Ana Luiza d’Ávila Viana (1) e Eronildo Felisberto (2) | Na Revista Brasileira de Saúde Materno Infantil
A organização dos sistemas nacionais de saúde em formatos regionalizados adquiriu importância em muitos sistemas de saúde e tornou-se também desenho inspirador para as mudanças contemporâneas que abraçaram a diretriz da descentralização. Além disso, com menor ou maior ênfase, o tema permaneceu no centro das atenções em todo o percurso de implementação do Sistema Único de Saúde (SUS) em nosso país.
Passados 17 anos da emergência de uma norma técnica do Ministério da Saúde – que indicou a constituição de regiões de saúde pelos estados da Federação (Norma Operacional Básica 01 de 2000) e várias normativas federais de incentivo ao processo de regionalização e a constituição de redes (Pacto pela Saúde de 2006; Decreto Lei 7508, de 2011 e o Decreto 4279 de 2010 que propugna a constituição das RAS) -, é importante relatar o quanto avançamos nesse processo para, desta forma, podermos contribuir com um debate mais aprofundado sobre a regionalização da saúde.
A pesquisa Região e Redes se propõe a estudar e a disseminar conhecimento sobre as particularidades do processo de regionalização no Brasil, entendendo-o como aquele que constitui as regiões de saúde. Por outro lado, levanta a hipótese de que a organização regional dos serviços e das ações de saúde é um instrumento importante para a universalização que implicará a melhoria de alguns indicadores e, consequentemente, um melhor desempenho das regiões de saúde.
A razão dessa assertiva é que regular e direcionar o fluxo de serviços e pessoas dentro de um território delimitado significa introduzir melhorias no acesso aos serviços e um uso mais racional dos recursos, atendendo de forma integral as necessidades de saúde.
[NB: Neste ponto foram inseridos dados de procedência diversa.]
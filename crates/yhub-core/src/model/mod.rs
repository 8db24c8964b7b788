// ── Domain model ──

pub mod function;
pub mod identity;

pub use function::{BaseType, FunctionKey, FunctionRecord, HardwareId};
pub use identity::DeviceIdentity;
Discutir essa questão não é uma tarefa fácil. Além do estudo das características dos pontos de atenção à saúde nos territórios e do comportamento dos fluxos de pessoas entre os serviços intra e inter-regiões de saúde, é necessário que expliquemos esses movimentos em função também de outras variáveis que extrapolam a nem sempre evidente disponibilidade de serviços, ou disponibilidade de oferta.
Para isso, são necessários estudos de campo, com levantamento de dados primários, abarcando inúmeros aspectos referentes à política, ao planejamento e à gestão em saúde. Ou seja, é necessário um olhar integrado para as diferentes dimensões e/ou aspectos que compõem a atividade de satisfazer necessidades em saúde.
Foi o que fez a pesquisa em cinco regiões de saúde das cinco macro-regiões brasileiras: Entorno de Manaus e Alto do Rio Negro, no Norte; Baixada Cuiabana, no Centro-Oeste; Petrolina e Juazeiro, no Nordeste; Norte-Barretos e Sul-Barretos, no Sudeste; Carbonífera e Costa Doce, no Sul.
Essas regiões abarcam, pela divisão Urbano Regional do Instituto Brasileiro de Geografia e Estatística (IBGE), uma metrópole nacional, uma capital regional e municípios de diferentes densidades de redes urbanas e, além de áreas de fronteira estadual e internacional, regiões com diferentes composições de serviços públicos e privados e pertencentes a diferentes agrupamentos, segundo a tipologia proposta pela pesquisa.
As mesmas regiões contemplam populações que variam de 384.175 a 2.119.145 habitantes, com variadas densidades demográficas, taxas de crescimento da população e taxas de envelhecimento populacional, além de um desempenho regional não homogêneo, segundo o Indicador de Desempenho Regional criado pela pesquisa. A escolha dessas regiões para o estudo de campo deve-se justamente à variabilidade presente nos territórios, o que nos permite checar o quanto essa composição específica de características impacta o processo de regionalização e qual o peso particular desses aspectos frente a outros, como o percurso histórico da política de saúde nessas mesmas regiões.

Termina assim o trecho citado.